The figure below shows a 1 Hz sine wave quantized by a 3 bit A/D converter.
The number of quantized values is given by 23 = 8, the largest representable value is given by 111 = 22 + 21 + 20 = 7.0, and the smallest representable value is given by 000 = 0.0.
Quantization Error
There is always some error associated with the quantization of a continuous signal. Ideally, the maximum quantization error is ±0.5 least significant bits (LSBs), and over the full input range, the average quantization error is zero.
As shown below, the quantization error for the previous sine wave is calculated by subtracting the actual signal from the quantized signal.
Input Range and Polarity
The input range of the analog input subsystem is the span of input values for which a conversion is valid. You can change the input range by selecting a different gain value. For example, National Instruments' AT-MIO-16E-1 board has eight gain values ranging from 0.5 to 100. Many boards include a programmable gain amplifier that allows you to change the device gain through software.

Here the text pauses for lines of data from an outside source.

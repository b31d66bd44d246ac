//! Reconnect backoff

use rand::Rng;
use shared::error::{require_nonzero, ConfigError};
use std::time::Duration;

#[derive(Debug, Clone, Copy, PartialEq)]
pub struct BackoffConfig {
    pub initial: Duration,
    pub multiplier: f64,
    pub max_delay: Duration,
    pub max_attempts: u32,
    /// Fraction of each delay randomised either way, 0.0 to 1.0.
    pub jitter: f64,
}

impl Default for BackoffConfig {
    fn default() -> Self {
        Self {
            initial: Duration::from_secs(1),
            multiplier: 1.5,
            max_delay: Duration::from_secs(30),
            max_attempts: 10,
            jitter: 0.0,
        }
    }
}

impl BackoffConfig {
    pub fn validate(&self) -> Result<(), ConfigError> {
        require_nonzero("backoff_initial", self.initial)?;
        if !self.multiplier.is_finite() || self.multiplier < 1.0 {
            return Err(ConfigError::invalid(
                "backoff_multiplier",
                "must be at least 1.0",
            ));
        }
        if self.max_delay < self.initial {
            return Err(ConfigError::invalid(
                "backoff_max_delay",
                "must not be shorter than the initial delay",
            ));
        }
        if self.max_attempts == 0 {
            return Err(ConfigError::invalid(
                "backoff_max_attempts",
                "must be greater than zero",
            ));
        }
        if !(0.0..=1.0).contains(&self.jitter) {
            return Err(ConfigError::invalid("backoff_jitter", "must be within 0.0..=1.0"));
        }
        Ok(())
    }
}

/// Exponential backoff between reconnect attempts.
#[derive(Debug, Clone)]
pub struct ReconnectBackoff {
    config: BackoffConfig,
    attempts: u32,
}

impl ReconnectBackoff {
    pub fn new(config: BackoffConfig) -> Self {
        Self {
            config,
            attempts: 0,
        }
    }

    pub fn attempts(&self) -> u32 {
        self.attempts
    }

    pub fn is_exhausted(&self) -> bool {
        self.attempts >= self.config.max_attempts
    }

    /// Delay before the next attempt, or `None` once the attempt budget is
    /// spent.
    pub fn next_delay(&mut self) -> Option<Duration> {
        if self.is_exhausted() {
            return None;
        }

        let base = self.config.initial.as_secs_f64()
            * self.config.multiplier.powi(self.attempts as i32);
        let capped = base.min(self.config.max_delay.as_secs_f64());
        self.attempts += 1;

        let delay = if self.config.jitter > 0.0 {
            let spread = rand::thread_rng().gen_range(-self.config.jitter..=self.config.jitter);
            (capped * (1.0 + spread)).min(self.config.max_delay.as_secs_f64())
        } else {
            capped
        };

        Some(Duration::from_secs_f64(delay.max(0.0)))
    }

    /// Called after any successful round trip.
    pub fn reset(&mut self) {
        self.attempts = 0;
    }
}
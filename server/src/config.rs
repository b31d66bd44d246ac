use crate::pool::PoolConfig;
use crate::transfer::TransferConfig;
use shared::error::{require_nonzero, ConfigError};
use shared::rpc::RpcDeadlines;
use shared::{ServerId, ZoneGrid};
use std::net::SocketAddr;
use std::time::Duration;

#[derive(Debug, Clone)]
pub struct ZoneServerConfig {
    pub server_id: ServerId,
    pub bind_addr: SocketAddr,
    /// Endpoint registered with the coordinator. Defaults to the bound
    /// socket address.
    pub advertise_addr: Option<SocketAddr>,
    pub coordinator_addr: SocketAddr,
    pub grid: ZoneGrid,
    pub tick_interval: Duration,
    pub scan_interval: Duration,
    pub heartbeat_interval: Duration,
    pub stats_interval: Duration,
    pub deadlines: RpcDeadlines,
    pub transfer: TransferConfig,
    pub pool: PoolConfig,
    pub max_entities: usize,
    pub max_clients: usize,
    /// Attached clients silent for longer than this are detached.
    pub client_timeout: Duration,
}

impl Default for ZoneServerConfig {
    fn default() -> Self {
        Self {
            server_id: ServerId::new("zone-server"),
            bind_addr: SocketAddr::from(([127, 0, 0, 1], 8080)),
            advertise_addr: None,
            coordinator_addr: SocketAddr::from(([127, 0, 0, 1], 7000)),
            grid: ZoneGrid::default(),
            tick_interval: Duration::from_millis(50),
            scan_interval: Duration::from_millis(100),
            heartbeat_interval: Duration::from_secs(10),
            stats_interval: Duration::from_secs(5),
            deadlines: RpcDeadlines::default(),
            transfer: TransferConfig::default(),
            pool: PoolConfig::default(),
            max_entities: 10_000,
            max_clients: 64,
            client_timeout: Duration::from_secs(5),
        }
    }
}

impl ZoneServerConfig {
    pub fn validate(self) -> Result<Self, ConfigError> {
        if self.server_id.as_str().is_empty() {
            return Err(ConfigError::invalid("server_id", "must not be empty"));
        }
        require_nonzero("tick_interval", self.tick_interval)?;
        require_nonzero("scan_interval", self.scan_interval)?;
        require_nonzero("heartbeat_interval", self.heartbeat_interval)?;
        require_nonzero("stats_interval", self.stats_interval)?;
        require_nonzero("reliable_deadline", self.deadlines.reliable)?;
        require_nonzero("heartbeat_deadline", self.deadlines.heartbeat)?;
        require_nonzero("push_deadline", self.transfer.push_deadline)?;
        require_nonzero("client_timeout", self.client_timeout)?;
        self.transfer.window.validate()?;
        self.pool.validate()?;
        if self.max_entities == 0 {
            return Err(ConfigError::invalid("max_entities", "must be greater than zero"));
        }
        Ok(self)
    }
}

#[cfg(test)]
mod tests {
    use super::*;

    #[test]
    fn test_default_config_is_valid() {
        let config = ZoneServerConfig::default().validate().unwrap();
        assert_eq!(config.scan_interval, Duration::from_millis(100));
        assert_eq!(config.client_timeout, Duration::from_secs(5));
    }

    #[test]
    fn test_zero_scan_interval_rejected() {
        let config = ZoneServerConfig {
            scan_interval: Duration::ZERO,
            ..ZoneServerConfig::default()
        };
        let err = config.validate().unwrap_err();
        assert!(err.to_string().contains("scan_interval"));
    }

    #[test]
    fn test_empty_server_id_rejected() {
        let config = ZoneServerConfig {
            server_id: ServerId::new(""),
            ..ZoneServerConfig::default()
        };
        assert!(config.validate().is_err());
    }
}
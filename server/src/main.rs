use clap::Parser;
use log::info;
use rand::Rng;
use server::{Entity, ZoneServer, ZoneServerConfig};
use shared::{EntityKind, ServerId, Vec2, ZoneGrid};
use std::net::SocketAddr;
use std::time::Duration;

#[derive(Parser, Debug)]
#[command(author, version, about, long_about = None)]
struct Args {
    /// Server IP address to bind to
    #[arg(short = 'H', long, default_value = "127.0.0.1")]
    host: String,

    /// Port to listen on (0 picks a free port)
    #[arg(short, long, default_value = "8080")]
    port: u16,

    /// Coordinator address
    #[arg(short, long, default_value = "127.0.0.1:7000")]
    coordinator: String,

    /// Server id; a random one is generated when omitted
    #[arg(long)]
    id: Option<String>,

    /// Zone side length in world units, must match the coordinator
    #[arg(long, default_value = "500")]
    cell_size: f32,

    /// Tick rate (updates per second)
    #[arg(short, long, default_value = "20")]
    tick_rate: u32,

    /// Boundary scan interval in milliseconds
    #[arg(long, default_value = "100")]
    scan_interval: u64,

    /// Wandering enemies to spawn in the assigned zone
    #[arg(long, default_value = "0")]
    enemies: u32,
}

impl Args {
    fn into_config(self) -> Result<ZoneServerConfig, Box<dyn std::error::Error>> {
        if self.tick_rate == 0 {
            return Err("tick rate must be greater than zero".into());
        }

        let server_id = self
            .id
            .unwrap_or_else(|| format!("zone-{:04x}", rand::random::<u16>()));
        let bind_addr: SocketAddr = format!("{}:{}", self.host, self.port).parse()?;

        let config = ZoneServerConfig {
            server_id: ServerId::new(server_id),
            bind_addr,
            coordinator_addr: self.coordinator.parse()?,
            grid: ZoneGrid::new(self.cell_size)?,
            tick_interval: Duration::from_secs_f32(1.0 / self.tick_rate as f32),
            scan_interval: Duration::from_millis(self.scan_interval),
            ..ZoneServerConfig::default()
        };
        Ok(config.validate()?)
    }
}

#[tokio::main]
async fn main() -> Result<(), Box<dyn std::error::Error>> {
    env_logger::init();

    if std::env::var("RUST_LOG").is_err() {
        eprintln!("Set RUST_LOG=info for detailed logging");
    }

    let args = Args::parse();
    let enemies = args.enemies;
    let config = args.into_config()?;
    let grid = config.grid;

    info!("Starting zone server {}", config.server_id);
    info!("Coordinator: {}", config.coordinator_addr);

    let mut server = ZoneServer::start(config).await?;

    let bounds = grid.bounds(server.zone());
    let mut rng = rand::thread_rng();
    for i in 0..enemies {
        let position = Vec2::new(
            rng.gen_range(bounds.min_x..bounds.max_x),
            rng.gen_range(bounds.min_y..bounds.max_y),
        );
        let velocity = Vec2::new(rng.gen_range(-40.0..40.0), rng.gen_range(-40.0..40.0));
        let id = (u64::from(rng.gen::<u32>()) << 16) | u64::from(i);
        server
            .spawn_entity(Entity::new(id, EntityKind::Enemy, position).with_velocity(velocity))
            .await;
    }
    if enemies > 0 {
        info!("Spawned {} enemies in zone {}", enemies, server.zone());
    }

    let shutdown = server.shutdown_handle();
    let run = server.run();
    tokio::pin!(run);

    tokio::select! {
        result = &mut run => result?,
        _ = tokio::signal::ctrl_c() => {
            info!("Received Ctrl+C, shutting down gracefully...");
            shutdown.shutdown();
            run.await?;
        }
    }

    Ok(())
}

When an input signal exceeds the valid input range of the converter, an overrange condition occurs. In this case, most devices saturate to the largest representable value, and the converted data is almost definitely incorrect. The gain setting affects the precision of your measurement -- the higher (lower) the gain value, the lower (higher) the precision. Refer to How Are Range, Gain, and Measurement Precision Related? for more information about how input range, gain, and precision are related to each other.
An analog input subsystem can typically convert both unipolar signals and bipolar signals. A unipolar signal contains only positive values and zero, while a bipolar signal contains positive values, negative values, and zero.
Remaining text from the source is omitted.